On 03/05/2014 10:15 PM, Brian Hawley wrote:
In my experience, you won't get the i/o errors reported back to the read/write/close operations. I don't know for certain, but I suspect this may be due to caching and chunking to turn I/o matching the rsize/wsize settings; and possibly the fact that the peer disconnection isn't noticed unless the nfs server resets (ie cable disconnection isn't sufficient). The inability to get the i/o errors back to the application has been a major pain for us. On a lark we did find that repeated unmont -f's does get i/o errors back to the application, but isn't our preferred way.
The key to get IO errors promptly is to make sure you use fsync/fdatasync (and so on) when you hit those points in your application that are where you want to recover from if things crash, get disconnected, etc.
Those will push out the data from the page cache while your application is still around which is critical for any potential need to do recovery.
Note that this is not just an issue with NFS, any file system (including local file systems) normally completes the write request when the IO hits the page cache.

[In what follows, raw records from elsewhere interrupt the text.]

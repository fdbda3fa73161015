//! Shopper extractor.
//!
//! Resolves the visitor's `ShopperId` from the cookie session, minting one on
//! first contact, and hands the handler that shopper's live session.

use axum::{extract::FromRequestParts, http::request::Parts};
use tower_sessions::Session;

use agritech_core::ShopperId;

use crate::error::AppError;
use crate::middleware::session::keys;
use crate::services::SharedSession;
use crate::state::AppState;

/// The current visitor and their cart and checkout state.
///
/// # Example
///
/// ```rust,ignore
/// async fn handler(shopper: CurrentShopper) -> impl IntoResponse {
///     let session = shopper.session.lock().await;
///     format!("{} items", session.cart().total_quantity())
/// }
/// ```
pub struct CurrentShopper {
    pub id: ShopperId,
    pub session: SharedSession,
}

impl FromRequestParts<AppState> for CurrentShopper {
    type Rejection = AppError;

    async fn from_request_parts(
        parts: &mut Parts,
        state: &AppState,
    ) -> Result<Self, Self::Rejection> {
        // Set by SessionManagerLayer
        let session = parts
            .extensions
            .get::<Session>()
            .cloned()
            .ok_or_else(|| AppError::Internal("session layer missing".to_string()))?;

        let id = if let Some(id) = session.get::<ShopperId>(keys::SHOPPER_ID).await? {
            id
        } else {
            let id = ShopperId::generate();
            session.insert(keys::SHOPPER_ID, id).await?;
            tracing::debug!(shopper = %id, "New shopper");
            id
        };

        let shopper_session = state.shoppers().get_or_create(id).await;
        Ok(Self {
            id,
            session: shopper_session,
        })
    }
}
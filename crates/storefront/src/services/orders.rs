//! Mocked order placement.
//!
//! Stands in for a real fulfilment backend: waits for the configured latency,
//! then accepts every order with a random short order id. A rejecting mode
//! exercises the failure path in tests and demos.

use std::time::Duration;

use async_trait::async_trait;
use rand::{Rng, distr::Alphanumeric};
use tracing::instrument;

use agritech_core::{CartLine, DeliveryAddress, OrderError, OrderId, OrderReceipt, OrderService};

/// Length of generated order ids.
pub const ORDER_ID_LEN: usize = 8;

/// Confirmation message returned for accepted orders.
pub const ORDER_PLACED_MESSAGE: &str = "Order placed successfully!";

#[derive(Debug, Clone)]
enum Behavior {
    Accept,
    Reject(String),
}

/// In-process order service with simulated latency.
#[derive(Debug, Clone)]
pub struct MockOrderService {
    latency: Duration,
    behavior: Behavior,
}

impl MockOrderService {
    /// Service that accepts every order.
    #[must_use]
    pub const fn new(latency: Duration) -> Self {
        Self {
            latency,
            behavior: Behavior::Accept,
        }
    }

    /// Service that replies `success: false` with `message` to every order.
    #[must_use]
    pub fn rejecting(latency: Duration, message: impl Into<String>) -> Self {
        Self {
            latency,
            behavior: Behavior::Reject(message.into()),
        }
    }
}

#[async_trait]
impl OrderService for MockOrderService {
    #[instrument(skip(self, address, lines), fields(lines = lines.len()))]
    async fn place_order(
        &self,
        address: &DeliveryAddress,
        lines: &[CartLine],
    ) -> Result<OrderReceipt, OrderError> {
        if !self.latency.is_zero() {
            tokio::time::sleep(self.latency).await;
        }

        let order_id = generate_order_id();
        match &self.behavior {
            Behavior::Accept => {
                tracing::info!(
                    order_id = %order_id,
                    city = %address.city,
                    "Mock order accepted"
                );
                Ok(OrderReceipt {
                    success: true,
                    order_id,
                    message: ORDER_PLACED_MESSAGE.to_string(),
                })
            }
            Behavior::Reject(message) => {
                tracing::info!(order_id = %order_id, "Mock order rejected");
                Ok(OrderReceipt {
                    success: false,
                    order_id,
                    message: message.clone(),
                })
            }
        }
    }
}

/// Random lowercase alphanumeric order id.
fn generate_order_id() -> OrderId {
    let id: String = rand::rng()
        .sample_iter(Alphanumeric)
        .take(ORDER_ID_LEN)
        .map(|b| char::from(b).to_ascii_lowercase())
        .collect();
    OrderId::new(id)
}

#[cfg(test)]
#[allow(clippy::unwrap_used)]
mod tests {
    use super::*;

    #[test]
    fn test_order_id_shape() {
        let id = generate_order_id();
        assert_eq!(id.as_str().len(), ORDER_ID_LEN);
        assert!(
            id.as_str()
                .chars()
                .all(|c| c.is_ascii_digit() || c.is_ascii_lowercase())
        );
    }

    #[tokio::test]
    async fn test_accepting_service() {
        let service = MockOrderService::new(Duration::ZERO);
        let receipt = service
            .place_order(&DeliveryAddress::default(), &[])
            .await
            .unwrap();

        assert!(receipt.success);
        assert_eq!(receipt.message, ORDER_PLACED_MESSAGE);
    }

    #[tokio::test]
    async fn test_rejecting_service() {
        let service = MockOrderService::rejecting(Duration::ZERO, "Out of delivery range");
        let receipt = service
            .place_order(&DeliveryAddress::default(), &[])
            .await
            .unwrap();

        assert!(!receipt.success);
        assert_eq!(
            receipt.into_confirmation(),
            Err(OrderError::Rejected("Out of delivery range".to_string()))
        );
    }
}
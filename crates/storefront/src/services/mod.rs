//! Business logic services for storefront.
//!
//! # Services
//!
//! - `orders` - Mocked order placement behind the core `OrderService` trait
//! - `shoppers` - In-memory per-visitor cart and checkout state
//! - `checkout` - Single-flight order submission (timeout, resolution)
//! - `insights` - Mocked crop disease detection and yield prediction

pub mod checkout;
pub mod insights;
pub mod orders;
pub mod shoppers;

pub use checkout::submit_order;
pub use insights::{DiseaseReport, InsightService, SoilType, YieldInputs, YieldPrediction};
pub use orders::MockOrderService;
pub use shoppers::{SharedSession, ShopperStore};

When that page eventually gets sent down to the permanent storage device (NFS server, local disk, etc), your process is potentially no longer around and certainly not waiting for IO errors in the original write call :)
To make this even trickier is that the calls like fsync() that persist data have a substantial performance impact, so you don't want to over-use them. (Try writing a 1GB file with an fsync() before close and comparing that to writing a 1GB file opened in O_DIRECT|O_SYNC mode for the worst case for example :))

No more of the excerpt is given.